As this worrying trend is set to continue, attention is turning toward the most vulnerable links of the supply chain – warehouses and distribution centres.
With large and irregular perimeters, various containers and vehicles affording intruders plenty of hiding places, and unmanned hours at night and on holidays, warehouses and distribution centres are particularly difficult to secure. Yet, the cost of a break-in can be disastrous whether in lost product or damage to expensive equipment.
Geoff Clarke, CEO of Sensurity, a leading innovator in perimeter security, said, “There are few ways to truly prevent intruders from entering your warehouse or distribution centre. Fences can be cut, dug under or climbed over with the help of a tall vehicle. Prevention is futile, so the aim of the game is to detect and deter.”
Fortunately, there are many options for Intruder Detection. But with so many options, how do you know which is best for your site?
There are a range of factors to consider about your site’s needs and the varying ability of Perimeter Intruder Detection Systems to protect your warehouse or distribution centre:
1. Detection probability
In 2019 the best intruder detection systems are achieving 99.9% probability of detection. But this isn’t the whole story. This figure does not consider the ability of an intruder to perceive the system and avoid it, by jumping over or crawling under the detection zone.
Mr. Clarke continued, “We have developed radar systems which are completely invisible and undetectable to intruders and reach heights of up to 10m.”
2. False alarms
Hand-in-hand with detection probability is the False Alarm Rate of a system. Traditionally, as sensitivity of a system was increased for a better probability of detection, the false alarm rate would also increase.
However, thanks to algorithmic processing some systems can now recognise the difference between vehicles, humans running, walking or crawling, animals and weather effects.
Weather in particular is a problem as rain, snow, fog and wind can either lead to a high number of false alarms or completely hide intruders from detection. For example, heavy fog or snow can prevent a motion or thermal detection CCTV camera from seeing an intruder.
3. Space
Some systems, such as standalone microwave radar and CCTV, need to be overlapped to ensure there are no detection deadzones. This creates a large installation footprint and can double the amount of mounting and cabling materials required.
“In recent years our breakthroughs in research and development have established dual-technology radar detection systems, which incorporate infrared to cover the deadzones left by the cigar shaped radar detection zone.” Mr. Clarke explained, “This eliminates the need to overlap the detection zone and cuts the number of units needed.”

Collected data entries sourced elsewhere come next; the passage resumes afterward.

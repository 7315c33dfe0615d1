use chrono::{DateTime, Local};
use log::Level;
use std::io::Write;

/// Format of the timestamp on every log line, in local time.
pub const TIMESTAMP_FORMAT: &str = "%d/%m/%Y %H:%M:%S";

/// Install the logger.
///
/// Lines look like `Info : 01/03/2024 10:00:00 : Running speedtest`. The filter defaults to
/// `info` and can be changed with `RUST_LOG`.
pub fn init() -> Result<(), log::SetLoggerError> {
    env_logger::Builder::from_env(env_logger::Env::default().default_filter_or("info"))
        .format(|buf, record| {
            writeln!(
                buf,
                "{}",
                format_line(record.level(), &Local::now(), record.args())
            )
        })
        .try_init()
}

pub fn format_line(
    level: Level,
    time: &DateTime<Local>,
    message: impl std::fmt::Display,
) -> String {
    format!(
        "{} : {} : {}",
        level_name(level),
        time.format(TIMESTAMP_FORMAT),
        message
    )
}

fn level_name(level: Level) -> &'static str {
    match level {
        Level::Error => "Error",
        Level::Warn => "Warn",
        Level::Info => "Info",
        Level::Debug => "Debug",
        Level::Trace => "Trace",
    }
}

#[cfg(test)]
mod tests {
    use super::*;
    use chrono::TimeZone;

    #[test]
    fn line_has_level_time_and_message() {
        let time = Local.with_ymd_and_hms(2024, 3, 1, 9, 5, 7).unwrap();

        assert_eq!(
            format_line(Level::Info, &time, "Running speedtest"),
            "Info : 01/03/2024 09:05:07 : Running speedtest"
        );
        assert_eq!(
            format_line(Level::Error, &time, "Speedtest failed"),
            "Error : 01/03/2024 09:05:07 : Speedtest failed"
        );
    }
}
//! Storage of speedtest points in InfluxDB.

mod client;
mod database;
mod encode;
mod init;
mod response;

pub use client::{ConnectionOptions, InfluxDatabase};
pub use database::{Database, DatabaseError};
pub use init::ensure_database;
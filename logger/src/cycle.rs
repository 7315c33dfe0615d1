use crate::config::Settings;
use crate::error::CycleError;
use crate::runner::MeasurementTool;
use speedtest_influx::{ensure_database, Database};
use speedtest_model::MetricPoint;

/// A step of the measurement cycle.
#[derive(Debug, Clone, Copy, PartialEq, Eq, derive_more::Display)]
pub enum Stage {
    Init,
    Measuring,
    Mapping,
    Writing,
}

/// Where the orchestrator is in its current cycle.
#[derive(Debug, Clone, Copy, PartialEq, Eq)]
pub enum CycleState {
    /// No cycle has started yet.
    Ready,
    Active(Stage),
    Done,
    /// The cycle stopped at this stage. Nothing is written after a failure.
    Failed(Stage),
}

/// Runs measurement cycles: initialise the database, measure, map the report and write it.
///
/// Any failure ends the cycle and is reported to the caller, which is expected to exit. The
/// database is only initialised by the first cycle of an orchestrator.
pub struct Orchestrator<D, M> {
    settings: Settings,
    database: D,
    tool: M,
    initialized: bool,
    state: CycleState,
}

impl<D, M> Orchestrator<D, M>
where
    D: Database,
    M: MeasurementTool,
{
    pub fn new(settings: Settings, database: D, tool: M) -> Self {
        Self {
            settings,
            database,
            tool,
            initialized: false,
            state: CycleState::Ready,
        }
    }

    pub fn state(&self) -> CycleState {
        self.state
    }

    pub fn settings(&self) -> &Settings {
        &self.settings
    }

    pub fn database(&self) -> &D {
        &self.database
    }

    pub fn tool(&self) -> &M {
        &self.tool
    }

    /// Run one full cycle and return the point that was written.
    ///
    /// The error has already been logged when this returns.
    pub fn run_cycle(&mut self) -> Result<MetricPoint, CycleError> {
        match self.try_cycle() {
            Ok(point) => {
                self.state = CycleState::Done;
                info!("Speedtest cycle completed");
                Ok(point)
            }
            Err(e) => {
                self.state = CycleState::Failed(e.stage());
                self.log_failure(&e);
                Err(e)
            }
        }
    }

    /// Run cycles back to back, sleeping for the test interval between them.
    ///
    /// Stops after `limit` successful cycles, or at the first failure. Without a limit this only
    /// returns on failure.
    pub fn run_cycles(&mut self, limit: Option<usize>) -> Result<usize, CycleError> {
        let mut completed = 0;
        loop {
            self.run_cycle()?;
            completed += 1;

            if limit.is_some_and(|limit| completed >= limit) {
                return Ok(completed);
            }

            info!(
                "Next speedtest in {} seconds",
                self.settings.test_interval.as_secs()
            );
            std::thread::sleep(self.settings.test_interval);
        }
    }

    fn try_cycle(&mut self) -> Result<MetricPoint, CycleError> {
        if !self.initialized {
            self.state = CycleState::Active(Stage::Init);
            info!("Initializing DB");
            ensure_database(&mut self.database, &self.settings.database_name)
                .map_err(CycleError::Connection)?;
            info!("DB initialization complete");
            self.initialized = true;
        }

        self.state = CycleState::Active(Stage::Measuring);
        info!("Running speedtest");
        let output = self
            .tool
            .run(self.settings.server_id.as_deref(), self.settings.verbose)
            .map_err(CycleError::Launch)?;
        if !output.success() {
            return Err(CycleError::Measurement {
                exit_code: output.exit_code,
                stdout: output.stdout_lossy().into_owned(),
                stderr: output.stderr_lossy().into_owned(),
            });
        }

        self.state = CycleState::Active(Stage::Mapping);
        let point = speedtest_model::decode(&output.stdout)?;
        info!("Speedtest successful");
        if self.settings.verbose {
            match serde_json::to_string(&point) {
                Ok(json) => info!("{json}"),
                Err(_) => info!("{point:?}"),
            }
        }

        self.state = CycleState::Active(Stage::Writing);
        info!("Writing data to DB");
        self.database
            .write_point(&point)
            .map_err(CycleError::Write)?;
        info!("Data written to DB successfully");

        Ok(point)
    }

    fn log_failure(&self, e: &CycleError) {
        if let CycleError::Measurement { stdout, stderr, .. } = e {
            error!("Speedtest failed");
            error!("{}", stderr.trim_end());
            info!("{}", stdout.trim_end());
        }

        error!(
            "{} failed: {}. Exiting, retry in {} seconds",
            e.stage(),
            e,
            e.retry_after(&self.settings).as_secs()
        );
    }
}
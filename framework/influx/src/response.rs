use crate::DatabaseError;
use serde::Deserialize;
use serde_json::Value;

#[derive(Debug, Clone, Deserialize)]
struct QueryResult {
    #[serde(default)]
    series: Vec<QuerySeries>,
    error: Option<String>,
}

#[derive(Debug, Clone, Deserialize)]
struct QuerySeries {
    name: String,
    #[serde(default)]
    columns: Vec<String>,
    #[serde(default)]
    values: Vec<Vec<Value>>,
}

/// Extract the database names from the results of a `SHOW DATABASES` query.
///
/// A server with no databases answers with a result that has no series at all.
pub(crate) fn database_names(results: &[Value]) -> Result<Vec<String>, DatabaseError> {
    let result = results
        .first()
        .ok_or_else(|| DatabaseError::Response("no results in response".to_string()))?;
    let result: QueryResult = serde_json::from_value(result.clone())
        .map_err(|e| DatabaseError::Response(e.to_string()))?;

    if let Some(error) = result.error {
        return Err(DatabaseError::Server(error));
    }

    let Some(series) = result.series.into_iter().find(|s| s.name == "databases") else {
        return Ok(Vec::new());
    };

    let name_column = series
        .columns
        .iter()
        .position(|c| c == "name")
        .unwrap_or(0);

    series
        .values
        .into_iter()
        .map(|row| match row.get(name_column) {
            Some(Value::String(name)) => Ok(name.clone()),
            other => Err(DatabaseError::Response(format!(
                "expected a database name, got {other:?}"
            ))),
        })
        .collect()
}
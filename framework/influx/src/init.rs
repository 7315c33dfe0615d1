use crate::{Database, DatabaseError};

/// Make sure the database `name` exists and select it for writing.
///
/// Safe to call repeatedly, the database is only created if the server doesn't list it yet.
pub fn ensure_database<D>(database: &mut D, name: &str) -> Result<(), DatabaseError>
where
    D: Database + ?Sized,
{
    let existing = database.list_databases()?;
    log::debug!("Found {} databases on the server", existing.len());

    if !existing.iter().any(|n| n == name) {
        log::debug!("Creating database {name}");
        database.create_database(name)?;
    }

    database.use_database(name)
}
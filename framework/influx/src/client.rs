use crate::database::{Database, DatabaseError};
use crate::encode::into_write_query;
use crate::response::database_names;
use influxdb::{Client, ReadQuery};
use speedtest_model::MetricPoint;
use tokio::runtime::Runtime;
use url::Url;

/// Connection parameters for an InfluxDB 1.x server.
///
/// The username and password are sent as the `u` and `p` query parameters of each request.
#[derive(Debug, Clone, PartialEq, Eq)]
pub struct ConnectionOptions {
    /// Host name or URL of the server. A bare host name is reached over plain HTTP.
    pub address: String,
    pub port: u16,
    pub username: String,
    pub password: String,
}

impl ConnectionOptions {
    /// The base URL the client talks to.
    ///
    /// An address with a scheme keeps its own port if it names one. A port equal to the
    /// scheme's default (`http://host:80`) counts as no port, so `port` is used instead.
    pub fn url(&self) -> String {
        if !self.address.contains("://") {
            return format!("http://{}:{}", self.address, self.port);
        }

        match Url::parse(&self.address) {
            Ok(mut url) => {
                if url.port().is_none() && url.set_port(Some(self.port)).is_err() {
                    log::warn!("Cannot set port {} on {}", self.port, self.address);
                }
                url.as_str().trim_end_matches('/').to_string()
            }
            // Left for the client to reject on first use.
            Err(_) => self.address.trim_end_matches('/').to_string(),
        }
    }
}

/// [Database] backed by the InfluxDB HTTP API.
///
/// The `influxdb` client is async, so every call is driven to completion on a private
/// current-thread runtime. Callers see plain blocking calls.
pub struct InfluxDatabase {
    runtime: Runtime,
    options: ConnectionOptions,
    /// Used for server level statements that don't need a database.
    server: Client,
    /// Set once a database has been selected with [Database::use_database].
    selected: Option<Client>,
}

impl InfluxDatabase {
    pub fn connect(options: ConnectionOptions) -> Result<Self, DatabaseError> {
        let runtime = tokio::runtime::Builder::new_current_thread()
            .enable_all()
            .build()?;
        let server = Self::client(&options, "");

        Ok(Self {
            runtime,
            options,
            server,
            selected: None,
        })
    }

    /// Name of the database writes currently go to.
    pub fn selected_database(&self) -> Option<&str> {
        self.selected.as_ref().map(|c| c.database_name())
    }

    fn client(options: &ConnectionOptions, database: &str) -> Client {
        Client::new(options.url(), database).with_auth(&options.username, &options.password)
    }
}

impl Database for InfluxDatabase {
    fn list_databases(&mut self) -> Result<Vec<String>, DatabaseError> {
        let query = ReadQuery::new("SHOW DATABASES");
        log::debug!("Querying: {:?}", query);

        let response = self.runtime.block_on(self.server.json_query(query))?;
        database_names(&response.results)
    }

    fn create_database(&mut self, name: &str) -> Result<(), DatabaseError> {
        let query = ReadQuery::new(create_database_statement(name));
        log::debug!("Querying: {:?}", query);

        self.runtime.block_on(self.server.query(query))?;
        Ok(())
    }

    fn use_database(&mut self, name: &str) -> Result<(), DatabaseError> {
        log::debug!("Switching to database {name}");
        self.selected = Some(Self::client(&self.options, name));
        Ok(())
    }

    fn write_point(&mut self, point: &MetricPoint) -> Result<(), DatabaseError> {
        let client = self.selected.as_ref().ok_or(DatabaseError::NoDatabase)?;
        let query = into_write_query(point)?;

        self.runtime.block_on(client.query(query))?;
        log::trace!("Wrote point to {}", client.database_name());
        Ok(())
    }
}

fn create_database_statement(name: &str) -> String {
    format!(
        r#"CREATE DATABASE "{}""#,
        name.replace('\\', "\\\\").replace('"', "\\\"")
    )
}

#[cfg(test)]
mod tests {
    use super::*;

    fn options(address: &str) -> ConnectionOptions {
        ConnectionOptions {
            address: address.to_string(),
            port: 8086,
            username: "db_username".to_string(),
            password: "db_password".to_string(),
        }
    }

    #[test]
    fn url_from_bare_host() {
        assert_eq!(options("influx.lan").url(), "http://influx.lan:8086");
    }

    #[test]
    fn url_keeps_scheme() {
        assert_eq!(
            options("https://influx.example.com/").url(),
            "https://influx.example.com:8086"
        );
    }

    #[test]
    fn url_keeps_explicit_port() {
        assert_eq!(options("http://influx:8087").url(), "http://influx:8087");
        assert_eq!(
            options("https://influx.example.com:9999/").url(),
            "https://influx.example.com:9999"
        );
    }

    #[test]
    fn url_keeps_path_prefix() {
        assert_eq!(
            options("https://proxy.example.com/influx/").url(),
            "https://proxy.example.com:8086/influx"
        );
    }

    #[test]
    fn create_statement_quotes_name() {
        assert_eq!(
            create_database_statement("speedtest_db"),
            r#"CREATE DATABASE "speedtest_db""#
        );
        assert_eq!(
            create_database_statement(r#"odd"name"#),
            r#"CREATE DATABASE "odd\"name""#
        );
    }

    #[test]
    fn nothing_selected_until_use_database() {
        let mut database = InfluxDatabase::connect(options("localhost")).unwrap();
        assert_eq!(database.selected_database(), None);

        database.use_database("speedtest_db").unwrap();
        assert_eq!(database.selected_database(), Some("speedtest_db"));
    }

    #[test]
    fn write_without_database_fails() {
        let mut database = InfluxDatabase::connect(options("localhost")).unwrap();
        let point = speedtest_model::decode(
            br#"{
                "timestamp": "2024-03-01T10:00:00Z",
                "ping": { "jitter": 0.5, "latency": 9.0 },
                "download": { "bandwidth": 1250000, "bytes": 1, "elapsed": 1 },
                "upload": { "bandwidth": 1250000, "bytes": 1, "elapsed": 1 },
                "isp": "Example ISP",
                "interface": { "name": "eth0" },
                "server": {
                    "id": 1, "name": "a", "host": "b", "ip": "c", "location": "d", "country": "e"
                }
            }"#,
        )
        .unwrap();

        assert!(matches!(
            database.write_point(&point),
            Err(DatabaseError::NoDatabase)
        ));
    }
}
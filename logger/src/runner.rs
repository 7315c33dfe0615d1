use std::borrow::Cow;
use std::path::PathBuf;
use std::process::Command;

/// What one run of the measurement tool produced.
#[derive(Debug, Clone, PartialEq, Eq)]
pub struct MeasurementOutput {
    /// Exit code of the tool, or `-1` if it was killed by a signal.
    pub exit_code: i32,
    pub stdout: Vec<u8>,
    pub stderr: Vec<u8>,
}

impl MeasurementOutput {
    pub fn success(&self) -> bool {
        self.exit_code == 0
    }

    pub fn stdout_lossy(&self) -> Cow<'_, str> {
        String::from_utf8_lossy(&self.stdout)
    }

    pub fn stderr_lossy(&self) -> Cow<'_, str> {
        String::from_utf8_lossy(&self.stderr)
    }
}

/// Something that can take a speed measurement.
pub trait MeasurementTool {
    /// Run a single measurement and wait for it to finish.
    ///
    /// Only fails if the tool could not be started, the exit code is left for the caller to judge.
    fn run(&self, server_id: Option<&str>, verbose: bool) -> std::io::Result<MeasurementOutput>;
}

/// The Ookla `speedtest` CLI, run as a subprocess.
pub struct Speedtest {
    binary: PathBuf,
}

impl Speedtest {
    pub fn new<P>(binary: P) -> Self
    where
        P: Into<PathBuf>,
    {
        Speedtest {
            binary: binary.into(),
        }
    }

    /// The command for a non-interactive run with JSON output.
    pub fn command(&self, server_id: Option<&str>) -> Command {
        let mut command = Command::new(&self.binary);
        command
            .arg("--accept-license")
            .arg("--accept-gdpr")
            .arg("-f")
            .arg("json");
        if let Some(server_id) = server_id {
            command.arg("-s").arg(server_id);
        }
        command
    }
}

impl MeasurementTool for Speedtest {
    fn run(&self, server_id: Option<&str>, verbose: bool) -> std::io::Result<MeasurementOutput> {
        let mut command = self.command(server_id);
        if verbose {
            info!("Executing {command:?}");
        }

        let output = command.output()?;
        debug!("Speedtest process finished with status: {}", output.status);

        Ok(MeasurementOutput {
            exit_code: output.status.code().unwrap_or(-1),
            stdout: output.stdout,
            stderr: output.stderr,
        })
    }
}
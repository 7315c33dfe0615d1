use crate::config::Settings;
use crate::cycle::Stage;
use speedtest_influx::DatabaseError;
use speedtest_model::DecodeError;
use std::time::Duration;

/// Why a measurement cycle stopped.
#[derive(Debug, thiserror::Error)]
pub enum CycleError {
    #[error("Unable to initialize the database: {0}")]
    Connection(#[source] DatabaseError),
    #[error("Failed to start speedtest: {0}")]
    Launch(#[source] std::io::Error),
    #[error("Speedtest exited with code {exit_code}")]
    Measurement {
        exit_code: i32,
        stdout: String,
        stderr: String,
    },
    #[error(transparent)]
    Decode(#[from] DecodeError),
    #[error("Data write to DB failed: {0}")]
    Write(#[source] DatabaseError),
}

impl CycleError {
    /// The stage of the cycle that failed.
    pub fn stage(&self) -> Stage {
        match self {
            CycleError::Connection(_) => Stage::Init,
            CycleError::Launch(_) | CycleError::Measurement { .. } => Stage::Measuring,
            CycleError::Decode(_) => Stage::Mapping,
            CycleError::Write(_) => Stage::Writing,
        }
    }

    /// How long a supervisor is expected to wait before starting the logger again.
    ///
    /// The logger exits on the first failure and never sleeps on these intervals itself.
    pub fn retry_after(&self, settings: &Settings) -> Duration {
        match self.stage() {
            Stage::Init => settings.db_retry_interval,
            _ => settings.test_fail_interval,
        }
    }
}
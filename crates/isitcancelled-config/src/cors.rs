use std::env;

const DEFAULT_ALLOWED_ORIGINS: &str = "http://localhost:3000,http://localhost:5173";

#[derive(Clone, Debug)]
pub struct CorsConfig {
    pub allowed_origins: Vec<String>,
}

impl CorsConfig {
    pub fn from_env() -> Self {
        let raw = env::var("ALLOWED_ORIGINS").unwrap_or_else(|_| DEFAULT_ALLOWED_ORIGINS.into());
        Self::parse(&raw)
    }

    /// Parses a comma-separated origin list, dropping blank entries.
    pub fn parse(raw: &str) -> Self {
        let allowed_origins = raw
            .split(',')
            .map(|s| s.trim().to_string())
            .filter(|s| !s.is_empty())
            .collect();

        Self { allowed_origins }
    }
}

impl Default for CorsConfig {
    fn default() -> Self {
        Self::parse(DEFAULT_ALLOWED_ORIGINS)
    }
}

#[cfg(test)]
mod tests {
    use super::*;

    #[test]
    fn test_parse_trims_and_skips_blanks() {
        let config = CorsConfig::parse(" https://isitcancelled.ch , ,http://localhost:8080");
        assert_eq!(
            config.allowed_origins,
            vec!["https://isitcancelled.ch", "http://localhost:8080"]
        );
    }

    #[test]
    fn test_default_origins() {
        assert_eq!(CorsConfig::default().allowed_origins.len(), 2);
    }
}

Also, where space is restricted due to nearby roads, hedge rows and fences, a system with a narrow active alarm zone is necessary.
4. Budget
Installation of perimeter intruder detection systems varies from “plug-and-play” to digging a trench around your perimeter as is the case with fibre optic cable sensors. As mentioned above, the number of units needed will also impact your installation budget. The Nuisance Alarm Rate and maintenance requirements will impact the cost of labour hours for years to come. Systems working from lenses that are impacted by dirt, such as infrared and CCTV, can lead to a lot of manual callouts, while systems enabled with remote configuration and maintenance capabilities can be particularly useful for unmanned sites.
5. Terrain
Standing water, foliage and vegetation can affect both the effectiveness and false alarm rate of perimeter intruder detection systems. Smart systems using Digital Signal Processing algorithms examine the environment and continuously self-calibrate to account for changes in these factors such as steady growth of grass or trees shaking in wind.